When Travis Uebinger of Auxvasse, Missouri went fishing with a buddy for white bass and walleyes on central Missouri’s famed Osage River, they ended with a way more uncommon catch than anticipated. Uebinger hooked and landed a large blue sucker—the most important on the earth, in truth.
“We were really targeting a whole bag–anything that would bite,” Uebinger mentioned in a Missouri Department of Conservation press launch. “We were on my friend’s new boat, trying it out, when I reeled it in. I didn’t know what it was, a sucker or a carp. It was my friend who said it could be a state record.”
The fish weighed 11 kilos 5 ounces on licensed scales in Jefferson City and was verified by MDC employees. Uebinger’s catch beat the Missouri document for blue sucker, which was taken within the Missouri River in April 1997 by Randy Christian, weighing 9 kilos 14 ounces.
Uebinger’s fish additionally crushes the present IGFA all-tackle world document for the species. That IGFA document is simply 2 kilos 12 ounces, caught from the East Fork of the White River in Indiana in April 2022 by angler Steven Wozniak.
Christian’s 9-pound 14-ounce Missouri blue sucker seemingly would have set the IGFA world document if he’d entered his fish with the affiliation. But Uebinger’s sucker is the highest fish as we speak and will likely be a world document if paperwork is filed with IGFA.
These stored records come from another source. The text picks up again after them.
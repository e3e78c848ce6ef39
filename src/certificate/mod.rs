//! Certificate issuance, import validation and CA resolution.
//!
//! X.509 parsing, key generation and signing are consumed through the
//! [`CertificateParser`], [`KeyPairGenerator`] and [`CertificateSigner`]
//! traits; this module only decides what to ask them for.

use std::sync::Arc;

use chrono::{DateTime, Utc};
use zeroize::Zeroizing;

mod generator;
mod request;
mod resolver;

pub use generator::CertificateService;
pub use request::{
    CertificateFields, CertificateParameters, CertificateRequest, DEFAULT_KEY_LENGTH, KEY_LENGTHS,
};
pub use resolver::CaResolver;

/// What the core needs to know about a parsed certificate.
#[derive(Clone, Debug, PartialEq, Eq)]
pub struct ParsedCertificate {
    pub common_name: Option<String>,
    /// Subject `O=`.
    pub organization: Option<String>,
    pub alternative_names: Vec<String>,
    pub key_length: u32,
    pub duration_days: u32,
    pub is_ca: bool,
    pub self_signed: bool,
    pub expiry: DateTime<Utc>,
}

pub trait CertificateParser: Send + Sync {
    /// Parse a PEM certificate. Errors mean the input is not a certificate.
    fn parse(&self, pem: &str) -> anyhow::Result<ParsedCertificate>;

    /// Whether `certificate` carries a valid signature by `ca`.
    fn is_signed_by(&self, certificate: &str, ca: &str) -> bool;

    /// Whether `private_key` is the key of `certificate`.
    fn matches_private_key(&self, certificate: &str, private_key: &str) -> bool;
}

/// A PEM encoded RSA key pair.
#[derive(Clone, Debug)]
pub struct KeyPair {
    pub public_key: String,
    pub private_key: Zeroizing<String>,
}

pub trait KeyPairGenerator: Send + Sync {
    fn generate_rsa(&self, bits: u32) -> anyhow::Result<KeyPair>;

    /// The OpenSSH `ssh-rsa AAAA...` rendering of the public half.
    fn to_ssh_public_key(&self, key_pair: &KeyPair, comment: Option<&str>) -> anyhow::Result<String>;
}

/// Certificate and key of the CA that signs a new certificate.
#[derive(Clone)]
pub struct SigningMaterial {
    pub ca_name: String,
    pub certificate: String,
    pub private_key: Zeroizing<String>,
}

impl std::fmt::Debug for SigningMaterial {
    fn fmt(&self, f: &mut std::fmt::Formatter<'_>) -> std::fmt::Result {
        f.debug_struct("SigningMaterial")
            .field("ca_name", &self.ca_name)
            .field("private_key", &"<redacted>")
            .finish_non_exhaustive()
    }
}

pub trait CertificateSigner: Send + Sync {
    /// Issue a PEM certificate for `key_pair`. Without `issuer` the result
    /// is self-signed.
    fn sign(
        &self,
        params: &CertificateParameters,
        key_pair: &KeyPair,
        issuer: Option<&SigningMaterial>,
    ) -> anyhow::Result<String>;
}

/// The three certificate capabilities, handed over together.
#[derive(Clone)]
pub struct Capabilities {
    pub parser: Arc<dyn CertificateParser>,
    pub key_pairs: Arc<dyn KeyPairGenerator>,
    pub signer: Arc<dyn CertificateSigner>,
}
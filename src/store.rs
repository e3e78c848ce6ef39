//! SQLite-backed store shared by every component.

use std::path::Path;

use chrono::{DateTime, Utc};
use parking_lot::{Mutex, MutexGuard};
use rusqlite::{Connection, OptionalExtension, Row, params, types::Type};
use uuid::Uuid;
use vaultcrypt::{Canary, CanaryStore, EncryptedValue};

use crate::error::Result;

const SCHEMA: &str = r#"
    PRAGMA foreign_keys = ON;

    CREATE TABLE IF NOT EXISTS encryption_key_canary (
        uuid            TEXT PRIMARY KEY,
        encrypted_value BLOB NOT NULL,
        nonce           BLOB NOT NULL
    );

    CREATE TABLE IF NOT EXISTS encrypted_value (
        uuid                TEXT PRIMARY KEY,
        encryption_key_uuid TEXT NOT NULL,
        encrypted_value     BLOB NOT NULL,
        nonce               BLOB NOT NULL,
        updated_at          INTEGER NOT NULL
    );
    CREATE INDEX IF NOT EXISTS idx_encrypted_value_key
        ON encrypted_value(encryption_key_uuid);

    CREATE TABLE IF NOT EXISTS credential (
        uuid     TEXT PRIMARY KEY,
        name     TEXT NOT NULL UNIQUE,
        checksum TEXT NOT NULL UNIQUE
    );

    CREATE TABLE IF NOT EXISTS credential_version (
        seq                  INTEGER PRIMARY KEY AUTOINCREMENT,
        uuid                 TEXT NOT NULL UNIQUE,
        credential_uuid      TEXT NOT NULL REFERENCES credential(uuid) ON DELETE CASCADE,
        type                 TEXT NOT NULL,
        version_created_at   INTEGER NOT NULL,
        encrypted_value_uuid TEXT NOT NULL REFERENCES encrypted_value(uuid),
        parameters_uuid      TEXT REFERENCES encrypted_value(uuid),
        expiry_date          INTEGER,
        metadata             TEXT
    );
    CREATE INDEX IF NOT EXISTS idx_credential_version_order
        ON credential_version(credential_uuid, version_created_at DESC, seq DESC);

    CREATE TABLE IF NOT EXISTS certificate_credential (
        uuid                  TEXT PRIMARY KEY REFERENCES credential_version(uuid) ON DELETE CASCADE,
        credential_uuid       TEXT NOT NULL,
        certificate           TEXT NOT NULL,
        ca                    TEXT,
        ca_name               TEXT,
        transitional          INTEGER NOT NULL DEFAULT 0,
        certificate_authority INTEGER NOT NULL DEFAULT 0,
        self_signed           INTEGER NOT NULL DEFAULT 0
    );
    CREATE UNIQUE INDEX IF NOT EXISTS idx_one_transitional_per_credential
        ON certificate_credential(credential_uuid) WHERE transitional = 1;
    CREATE INDEX IF NOT EXISTS idx_certificate_ca_name
        ON certificate_credential(ca_name);

    CREATE TABLE IF NOT EXISTS public_key_credential (
        uuid       TEXT PRIMARY KEY REFERENCES credential_version(uuid) ON DELETE CASCADE,
        public_key TEXT NOT NULL
    );

    CREATE TABLE IF NOT EXISTS user_credential (
        uuid     TEXT PRIMARY KEY REFERENCES credential_version(uuid) ON DELETE CASCADE,
        username TEXT,
        salt     TEXT NOT NULL
    );

    CREATE TABLE IF NOT EXISTS permission (
        uuid      TEXT PRIMARY KEY,
        path      TEXT NOT NULL,
        actor     TEXT NOT NULL,
        read      INTEGER NOT NULL DEFAULT 0,
        write     INTEGER NOT NULL DEFAULT 0,
        "delete"  INTEGER NOT NULL DEFAULT 0,
        read_acl  INTEGER NOT NULL DEFAULT 0,
        write_acl INTEGER NOT NULL DEFAULT 0,
        UNIQUE (path, actor)
    );
"#;

/// The relational store. One connection, serialized behind a mutex.
pub struct Store {
    conn: Mutex<Connection>,
}

impl Store {
    pub fn open(path: impl AsRef<Path>) -> Result<Self> {
        let conn = Connection::open(path.as_ref())?;
        Self::init(conn)
    }

    pub fn open_in_memory() -> Result<Self> {
        Self::init(Connection::open_in_memory()?)
    }

    fn init(conn: Connection) -> Result<Self> {
        conn.execute_batch(SCHEMA)?;
        Ok(Self {
            conn: Mutex::new(conn),
        })
    }

    pub(crate) fn lock(&self) -> MutexGuard<'_, Connection> {
        self.conn.lock()
    }
}

impl CanaryStore for Store {
    fn canaries(&self) -> anyhow::Result<Vec<Canary>> {
        let conn = self.lock();
        let mut stmt = conn.prepare("SELECT uuid, encrypted_value, nonce FROM encryption_key_canary")?;
        let rows = stmt
            .query_map([], |row| {
                Ok(Canary {
                    uuid: uuid_col(row, 0)?,
                    ciphertext: row.get(1)?,
                    nonce: row.get(2)?,
                })
            })?
            .collect::<rusqlite::Result<Vec<_>>>()?;
        Ok(rows)
    }

    fn insert_canary(&self, canary: &Canary) -> anyhow::Result<()> {
        self.lock().execute(
            "INSERT INTO encryption_key_canary (uuid, encrypted_value, nonce) VALUES (?1, ?2, ?3)",
            params![canary.uuid.to_string(), canary.ciphertext, canary.nonce],
        )?;
        Ok(())
    }

    fn delete_canaries(&self, uuids: &[Uuid]) -> anyhow::Result<()> {
        let mut conn = self.lock();
        let tx = conn.transaction()?;
        for uuid in uuids {
            tx.execute(
                "DELETE FROM encryption_key_canary WHERE uuid = ?1",
                [uuid.to_string()],
            )?;
        }
        tx.commit()?;
        Ok(())
    }
}

// ── encrypted_value rows ─────────────────────────────────────────────

pub(crate) fn insert_encrypted_value(conn: &Connection, value: &EncryptedValue) -> rusqlite::Result<()> {
    conn.execute(
        r#"
        INSERT INTO encrypted_value (uuid, encryption_key_uuid, encrypted_value, nonce, updated_at)
        VALUES (?1, ?2, ?3, ?4, ?5)
        "#,
        params![
            value.uuid.to_string(),
            value.encryption_key_uuid.to_string(),
            value.ciphertext,
            value.nonce,
            Utc::now().timestamp_micros(),
        ],
    )?;
    Ok(())
}

/// Replace ciphertext, nonce and key reference of an existing row.
///
/// Only succeeds while the row is still under `previous_key`, so a value
/// rewritten concurrently is left alone. Returns whether a row changed.
pub(crate) fn replace_encrypted_value(
    conn: &Connection,
    value: &EncryptedValue,
    previous_key: &Uuid,
) -> rusqlite::Result<bool> {
    let changed = conn.execute(
        r#"
        UPDATE encrypted_value
        SET encryption_key_uuid = ?2, encrypted_value = ?3, nonce = ?4, updated_at = ?5
        WHERE uuid = ?1 AND encryption_key_uuid = ?6
        "#,
        params![
            value.uuid.to_string(),
            value.encryption_key_uuid.to_string(),
            value.ciphertext,
            value.nonce,
            Utc::now().timestamp_micros(),
            previous_key.to_string(),
        ],
    )?;
    Ok(changed == 1)
}

pub(crate) fn delete_encrypted_values(conn: &Connection, uuids: &[Uuid]) -> rusqlite::Result<()> {
    for uuid in uuids {
        conn.execute("DELETE FROM encrypted_value WHERE uuid = ?1", [uuid.to_string()])?;
    }
    Ok(())
}

pub(crate) fn find_encrypted_value(
    conn: &Connection,
    uuid: &Uuid,
) -> rusqlite::Result<Option<EncryptedValue>> {
    conn.query_row(
        "SELECT uuid, encryption_key_uuid, encrypted_value, nonce FROM encrypted_value WHERE uuid = ?1",
        [uuid.to_string()],
        |row| encrypted_value_cols(row, 0),
    )
    .optional()
}

/// Read four consecutive columns `uuid, key uuid, ciphertext, nonce`.
pub(crate) fn encrypted_value_cols(row: &Row<'_>, start: usize) -> rusqlite::Result<EncryptedValue> {
    Ok(EncryptedValue {
        uuid: uuid_col(row, start)?,
        encryption_key_uuid: uuid_col(row, start + 1)?,
        ciphertext: row.get(start + 2)?,
        nonce: row.get(start + 3)?,
    })
}

// ── column helpers ───────────────────────────────────────────────────

pub(crate) fn uuid_col(row: &Row<'_>, idx: usize) -> rusqlite::Result<Uuid> {
    let text: String = row.get(idx)?;
    Uuid::parse_str(&text)
        .map_err(|e| rusqlite::Error::FromSqlConversionFailure(idx, Type::Text, Box::new(e)))
}

pub(crate) fn opt_uuid_col(row: &Row<'_>, idx: usize) -> rusqlite::Result<Option<Uuid>> {
    match row.get::<_, Option<String>>(idx)? {
        None => Ok(None),
        Some(_) => uuid_col(row, idx).map(Some),
    }
}

pub(crate) fn time_col(row: &Row<'_>, idx: usize) -> rusqlite::Result<DateTime<Utc>> {
    let micros: i64 = row.get(idx)?;
    micros_to_time(micros).ok_or_else(|| {
        rusqlite::Error::FromSqlConversionFailure(
            idx,
            Type::Integer,
            format!("timestamp {micros} out of range").into(),
        )
    })
}

pub(crate) fn opt_time_col(row: &Row<'_>, idx: usize) -> rusqlite::Result<Option<DateTime<Utc>>> {
    match row.get::<_, Option<i64>>(idx)? {
        None => Ok(None),
        Some(_) => time_col(row, idx).map(Some),
    }
}

pub(crate) fn micros_to_time(micros: i64) -> Option<DateTime<Utc>> {
    DateTime::<Utc>::from_timestamp_micros(micros)
}

#[cfg(test)]
mod tests {
    use super::*;

    #[test]
    fn schema_is_idempotent() {
        let store = Store::open_in_memory().unwrap();
        store.lock().execute_batch(SCHEMA).unwrap();
    }

    #[test]
    fn canary_rows_round_trip() {
        let store = Store::open_in_memory().unwrap();
        let canary = Canary {
            uuid: Uuid::new_v4(),
            ciphertext: vec![1, 2, 3],
            nonce: vec![4; 12],
        };
        store.insert_canary(&canary).unwrap();
        assert_eq!(store.canaries().unwrap(), vec![canary.clone()]);
        store.delete_canaries(&[canary.uuid]).unwrap();
        assert!(store.canaries().unwrap().is_empty());
    }

    #[test]
    fn replace_is_conditional_on_previous_key() {
        let store = Store::open_in_memory().unwrap();
        let conn = store.lock();
        let old_key = Uuid::new_v4();
        let value = EncryptedValue {
            uuid: Uuid::new_v4(),
            encryption_key_uuid: old_key,
            ciphertext: vec![9; 20],
            nonce: vec![0; 12],
        };
        insert_encrypted_value(&conn, &value).unwrap();

        let rotated = EncryptedValue {
            encryption_key_uuid: Uuid::new_v4(),
            ..value.clone()
        };
        assert!(replace_encrypted_value(&conn, &rotated, &old_key).unwrap());
        // Second attempt with the stale key reference changes nothing.
        assert!(!replace_encrypted_value(&conn, &rotated, &old_key).unwrap());
        assert_eq!(find_encrypted_value(&conn, &value.uuid).unwrap(), Some(rotated));
    }
}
“That would be amazing to have a world record,” mentioned Uebinger. “Especially on a fish you weren’t targeting.”
While blue suckers are a tasty desk fish and traditionally thought of a staple meals, Uebinger has different plans for his catch.
“I contacted several taxidermists,” he mentioned. “Being in the carp family, it’s a little difficult to mount and it would have to be custom-made. Luckily, I did find a place in Springfield that would mount it, so I’ve currently got the fish wrapped up and frozen.”
READ NEXT: Rookie Bowfisherman Shoots Missouri’s New State-Record Redear Sunfish
All About Blue Suckers
Blue suckers are backside feeders with a large distribution all through the Mississippi and Missouri river drainages. They are native to the U.S. and Mexico and are present in a number of states together with Montana, Minnesota, Wisconsin, the Dakotas, and within the Gulf of Mexico drainage within the Rio Grande and Sabine rivers. Massive colleges of blue suckers as soon as migrated all through the Mississippi River basin. They are rarer as we speak, seemingly due to the segmentation of habitat brought on by dams.